Hyperbole is the use of exaggeration for effect. The origin of hyperbole as a word comes from the Greek, where its original definition was “a throwing (or casting) beyond.”
Hyperbole has been widely used in literature since the Renaissance. One of the most famous examples of hyperbole comes from Petrarchan sonnets, which used hyperbole to idealize female beauty.
Today, people use hyperbole frequently in everyday situations, with one of the classic hyperbole examples being to add the word “literally” to strengthen a hyperbolic expression. “I am literally starving to death” is an example of this kind of hyperbole. Hyperbole often takes the form of a simile: “I’m as hungry as a bear.”
Hyperbole Examples
Hyperbole Examples #1) I have millions of papers to grade this weekend.
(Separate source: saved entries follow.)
//! Guard engine
//!
//! Runs one request through the guard stages in order and stops at the first
//! one that fails:
//!
//! 1. resolve the policy for the route and method
//! 2. authenticate the key (when the policy requires one)
//! 3. check the key level
//! 4. check the key-scoped limit
//! 5. check the method-scoped limit
//! 6. append to the request ledger (authenticated requests, logging enabled)
//!
//! Ledger counts and appends are separate store calls. Two concurrent
//! requests under the same key can both pass the count before either
//! appends, so a limit may be overshot by up to the number of in-flight
//! requests.

use std::future::Future;
use std::sync::Arc;
use std::time::Duration;

use tracing::{debug, error, warn};

use crate::domain::api_key::{ApiKey, ApiKeyId, ApiKeyRepository};
use crate::domain::api_log::{ApiLogEntry, ApiLogRepository, LogCountQuery};
use crate::domain::clock::{Clock, SystemClock};
use crate::domain::guard::{
    Admission, GuardError, GuardOutcome, GuardRequest, Rejection, StoreKind, UnauthorizedReason,
};
use crate::domain::policy::{LimitScope, LimitSetting, MethodPolicy, PolicyRegistry};
use crate::domain::rate_limit::{LimitDecision, RateLimiter};
use crate::domain::DomainError;

/// Runtime settings of the guard
#[derive(Debug, Clone)]
pub struct GuardSettings {
    /// Header carrying the key
    pub key_header_name: String,
    /// Query or body parameter carrying the key when the header is absent
    pub key_parameter_name: String,
    /// Whether admitted requests are written to the ledger
    pub logging_enabled: bool,
    /// Upper bound on each store call
    pub store_timeout: Option<Duration>,
}

impl Default for GuardSettings {
    fn default() -> Self {
        Self {
            key_header_name: "key".to_string(),
            key_parameter_name: "key".to_string(),
            logging_enabled: true,
            store_timeout: None,
        }
    }
}

/// Why a request stopped before admission
enum Halt {
    Reject(Rejection),
    Fail(GuardError),
}

impl From<Rejection> for Halt {
    fn from(rejection: Rejection) -> Self {
        Self::Reject(rejection)
    }
}

impl From<GuardError> for Halt {
    fn from(error: GuardError) -> Self {
        Self::Fail(error)
    }
}

/// Authentication, authorization and rate limiting for inbound requests
pub struct GuardEngine {
    keys: Arc<dyn ApiKeyRepository>,
    ledger: Arc<dyn ApiLogRepository>,
    policies: Arc<dyn PolicyRegistry>,
    clock: Arc<dyn Clock>,
    settings: GuardSettings,
}

impl std::fmt::Debug for GuardEngine {
    fn fmt(&self, f: &mut std::fmt::Formatter<'_>) -> std::fmt::Result {
        f.debug_struct("GuardEngine")
            .field("settings", &self.settings)
            .finish_non_exhaustive()
    }
}

impl GuardEngine {
    /// Create an engine over the given stores
    ///
    /// Policy problems are reported here, once, rather than on every request.
    pub fn new(
        keys: Arc<dyn ApiKeyRepository>,
        ledger: Arc<dyn ApiLogRepository>,
        policies: Arc<dyn PolicyRegistry>,
        settings: GuardSettings,
    ) -> Self {
        let engine = Self {
            keys,
            ledger,
            policies,
            clock: Arc::new(SystemClock),
            settings,
        };
        engine.report_configuration();
        engine
    }

    /// Replace the time source
    pub fn with_clock(mut self, clock: Arc<dyn Clock>) -> Self {
        self.clock = clock;
        self
    }

    pub fn settings(&self) -> &GuardSettings {
        &self.settings
    }

    fn report_configuration(&self) {
        for warning in self.policies.diagnostics() {
            warn!(route = %warning.route, "Policy configuration: {}", warning.message);
        }

        if !self.settings.logging_enabled {
            for (route, _) in self
                .policies
                .policies()
                .into_iter()
                .filter(|(_, policy)| policy.has_limits())
            {
                warn!(
                    route = %route,
                    "Limits are declared but request logging is disabled; they will never trigger"
                );
            }
        }
    }

    /// Decide whether a request may proceed
    ///
    /// Rejections are `Ok(GuardOutcome::Rejected)`. `Err` means a store could
    /// not be consulted and no decision was made.
    pub async fn check(&self, request: &GuardRequest) -> Result<GuardOutcome, GuardError> {
        match self.run(request).await {
            Ok(admission) => Ok(GuardOutcome::Admitted(admission)),
            Err(Halt::Reject(rejection)) => {
                debug!(
                    route = request.route.as_deref().unwrap_or("-"),
                    method = %request.http_method,
                    %rejection,
                    "Request rejected"
                );
                Ok(GuardOutcome::Rejected(rejection))
            }
            Err(Halt::Fail(e)) => {
                error!(
                    route = request.route.as_deref().unwrap_or("-"),
                    method = %request.http_method,
                    error = %e,
                    "Guard could not reach a decision"
                );
                Err(e)
            }
        }
    }

    async fn run(&self, request: &GuardRequest) -> Result<Admission, Halt> {
        let route = request
            .route
            .as_deref()
            .ok_or(Rejection::MethodNotAllowed)?;
        let method = request.http_method.as_str();

        let fallback = MethodPolicy::default();
        let policy = self.policies.lookup(route, method).unwrap_or(&fallback);

        let api_key = if policy.key_authentication {
            Some(self.authenticate(request).await?)
        } else {
            None
        };

        if let (Some(key), Some(required_level)) = (&api_key, policy.minimum_level) {
            if !key.meets_level(required_level) {
                debug!(key_id = %key.id(), level = key.level(), required_level, "Key level too low");
                return Err(Rejection::Forbidden {
                    required_level,
                    actual_level: key.level(),
                }
                .into());
            }
        }

        match &api_key {
            Some(key) if key.ignores_limits() => {
                if policy.has_limits() {
                    debug!(key_id = %key.id(), route, method, "Key ignores limits");
                }
            }
            _ => {
                if let Some(key) = &api_key {
                    self.enforce(LimitScope::Key, policy, route, method, Some(key.id()))
                        .await?;
                }
                self.enforce(LimitScope::Method, policy, route, method, None)
                    .await?;
            }
        }

        let logged = match &api_key {
            Some(key) if self.settings.logging_enabled => {
                self.record(request, route, method, key).await?;
                true
            }
            _ => false,
        };

        Ok(Admission {
            api_key,
            route: route.to_string(),
            logged,
        })
    }

    fn extract_key<'a>(&self, request: &'a GuardRequest) -> Option<&'a str> {
        let non_empty = |value: &'a str| Some(value).filter(|v| !v.trim().is_empty());

        request
            .header(&self.settings.key_header_name)
            .and_then(non_empty)
            .or_else(|| {
                request
                    .param(&self.settings.key_parameter_name)
                    .and_then(non_empty)
            })
    }

    async fn authenticate(&self, request: &GuardRequest) -> Result<ApiKey, Halt> {
        let secret = self
            .extract_key(request)
            .ok_or(Rejection::Unauthorized(UnauthorizedReason::MissingKey))?;

        let key = self
            .call_store(StoreKind::KeyStore, self.keys.find_by_key(secret))
            .await?;

        key.ok_or_else(|| Rejection::Unauthorized(UnauthorizedReason::UnknownKey).into())
    }

    /// Apply one scope's limit
    ///
    /// The clock is read here so each scope sees its own window.
    async fn enforce(
        &self,
        scope: LimitScope,
        policy: &MethodPolicy,
        route: &str,
        method: &str,
        key_id: Option<&ApiKeyId>,
    ) -> Result<(), Halt> {
        let setting = policy.limits.get(scope);

        let count = match setting.and_then(LimitSetting::rule) {
            Some(rule) => {
                let (from, to) = RateLimiter::counting_window(rule, self.clock.now());
                let mut query = LogCountQuery::for_method(route, method, from, to);
                if let Some(id) = key_id {
                    query = query.with_api_key(id.clone());
                }
                self.call_store(StoreKind::Ledger, self.ledger.count(&query))
                    .await?
            }
            None => 0,
        };

        match RateLimiter::evaluate(scope, setting, count) {
            LimitDecision::Admit => Ok(()),
            LimitDecision::Misconfigured { reason } => {
                debug!(%scope, route, method, %reason, "Ignoring misconfigured limit");
                Ok(())
            }
            LimitDecision::Reject(rejection) => {
                match key_id {
                    Some(id) => warn!(
                        key_id = %id,
                        route,
                        method,
                        limit = rejection.limit,
                        count = rejection.count,
                        "API key reached its limit"
                    ),
                    None => warn!(
                        route,
                        method,
                        limit = rejection.limit,
                        count = rejection.count,
                        "Method reached its limit"
                    ),
                }

                Err(match scope {
                    LimitScope::Key => Rejection::KeyLimitExceeded(rejection),
                    LimitScope::Method => Rejection::MethodLimitExceeded(rejection),
                }
                .into())
            }
        }
    }

    async fn record(
        &self,
        request: &GuardRequest,
        route: &str,
        method: &str,
        key: &ApiKey,
    ) -> Result<(), GuardError> {
        let entry = ApiLogEntry::new(Some(key.id().clone()), route, method, self.clock.now())
            .with_params(request.audit_params(&self.settings.key_parameter_name))
            .with_ip_address(request.ip_address.clone());

        self.call_store(StoreKind::Ledger, self.ledger.append(entry))
            .await
    }

    /// Run a store call under the configured timeout
    async fn call_store<T, F>(&self, store: StoreKind, call: F) -> Result<T, GuardError>
    where
        F: Future<Output = Result<T, DomainError>>,
    {
        let result = match self.settings.store_timeout {
            Some(limit) => tokio::time::timeout(limit, call)
                .await
                .map_err(|_| GuardError::Timeout {
                    store,
                    timeout_ms: u64::try_from(limit.as_millis()).unwrap_or(u64::MAX),
                })?,
            None => call.await,
        };

        result.map_err(|source| GuardError::Store { store, source })
    }

    /// Probe both stores
    pub async fn ping_stores(&self) -> Vec<(StoreKind, Result<(), GuardError>)> {
        vec![
            (
                StoreKind::KeyStore,
                self.call_store(StoreKind::KeyStore, self.keys.ping()).await,
            ),
            (
                StoreKind::Ledger,
                self.call_store(StoreKind::Ledger, self.ledger.ping()).await,
            ),
        ]
    }
}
Hyperbole Examples #2) Her beauty shone as brightly as all the stars in the heavens.
Hyperbole Examples #3) “Above all was my sense of hearing acute. I heard all things in the heaven and the earth. I heard many things in hell. How, then, am I mad?”
Hyperbole Examples #4) I’m giving it 110 percent effort.
Hyperbole Examples #5) “In brief: all flowers from her their virtue take;/From her sweet breath their sweet smells do proceed;”
What Hyperbole Can do for Your Writing
Hyperbole is a tool found all across literature. It can breed distrust in a narrator that uses excessive hyperbole. Hyperbole can be a means of a grand description that compares eyes to the stars. With hyperbole, a writer can create any number of exaggerated descriptions.